Maryse Pradervand-Kernen
Art. 712q et 712r CC.
Droit de démission de l’administrateur nommé par le juge ; la communauté des propriétaires d’étages est liée à l’administrateur par une relation juridique comprenant deux éléments : un élément corporatif, c’est-à-dire la nomination de l’administrateur en tant qu’organe par l’assemblée des propriétaires d’étages ou par le juge et un élément contractuel, à savoir un contrat qui se conclut en sus, entre la communauté des propriétaires d’étages et l’administrateur (en principe, un contrat de mandat assujetti aux art. 394 ss CO). Le but de l’art. 712r al. 3 CC est d’empêcher que l’assemblée des propriétaires d’étages puisse réduire à néant le droit conféré à l’art. 712q al. 1 CC de demander au juge la nomination d’un administrateur en prenant une décision à la majorité en vertu de l’art. 712r al. 1 CC. L’art. 712r al. 3 CC limite uniquement l’élément corporatif en empêchant l’assemblée des propriétaires d’étages de révoquer l’administrateur lorsque ce dernier a été désigné par le juge. En revanche, l’art. 712r al. 3 CC ne concerne pas l’élément contractuel, les deux parties pouvant résilier le contrat en tout temps. Le juge ne peut pas imposer le mandat à l’administrateur ; sa décision ne remplace que la décision de nomination de l’assemblée des propriétaires d’étages. De la même manière, l’art. 712r al. 3 CC n’empêche pas la résiliation du contrat par la communauté des propriétaires d’étages ou par l’administrateur.
Maryse Pradervand-Kernen
Art. 647b al. 1, 648 al. 2 et 712g CC.
Si les propriétaires d’étages ont adopté des restrictions conventionnelles admissibles, en particulier s’ils ont convenu de soumettre l’immeuble à une certaine affectation, l’accord de tous est nécessaire pour un changement dans la destination de l’immeuble ou d’une part d’étage (art. 648 al. 2 CC). Il y a un changement de destination lorsque, soit par des mesures de fait, soit par des mesures juridiques, l’usage et l’affectation économique de l’immeuble en propriété par étages sont modifiés de façon profonde et significative. La destination actuelle de l’objet est ainsi reléguée au second plan. L’affectation de l’immeuble détenu en propriété par étages est à cet égard déterminante : tant que subsiste le caractère global de l’immeuble, la transformation d’une seule unité d’étage ne conduit pas à un changement d’affectation au sens de l’art. 648 al. 2 CC. Le changement dans la destination de la chose doit être distingué de son changement d’utilisation qui, selon l’art. 647b al. 1 CC, doit être décidé à la double majorité.
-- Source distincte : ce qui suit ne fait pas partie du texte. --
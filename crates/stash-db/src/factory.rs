use crate::{MetadataStore, SqliteMetadataStore};
use anyhow::{Context, Result};
use stash_core::{MetadataBackend, MigrationConfig};
use std::sync::Arc;

/// Create a metadata store based on configuration
pub async fn create_metadata_store(config: &MigrationConfig) -> Result<Arc<dyn MetadataStore>> {
    match config.metadata_backend {
        MetadataBackend::Sqlite => {
            let url = config
                .metadata_database_url()
                .context("METADATA_DATABASE_URL not configured")?;

            let store = SqliteMetadataStore::connect(url).await?;
            tracing::info!(backend = %MetadataBackend::Sqlite, "Metadata store connected");
            Ok(Arc::new(store))
        }
    }
}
Les art. 648 al. 2 et 647b al. 1 CC trouvent tous deux application dans le cadre de la propriété par étages en vertu du renvoi de l’art. 712g al. 1 CC, et ce également en relation avec les parties exclusives si un règlement d’administration et d’utilisation a été établi. En l’espèce, la modification réglementaire envisagée entraîne un changement de destination de l’immeuble. L’accord de tous les propriétaires d’étages est dès lors nécessaire. Outre les égards dus à la bonne tenue de l’immeuble, le règlement précédent faisait expressément référence à l’exigence de tranquillité et d’absence de gêne liée aux bruits et trépidations dans l’exercice éventuel d’une profession. Or, en se limitant à se référer au respect de la « bonne tenue » de l’immeuble dans l’activité professionnelle exercée, tout en supprimant les exigences liées à la tranquillité de l’environnement, l’assouplissement réglementaire litigieux crée, vu la petite structure du bâtiment (trois unités d’étages), une incompatibilité potentielle avec la destination initiale de l’immeuble, à savoir l’habitation dans un environnement paisible.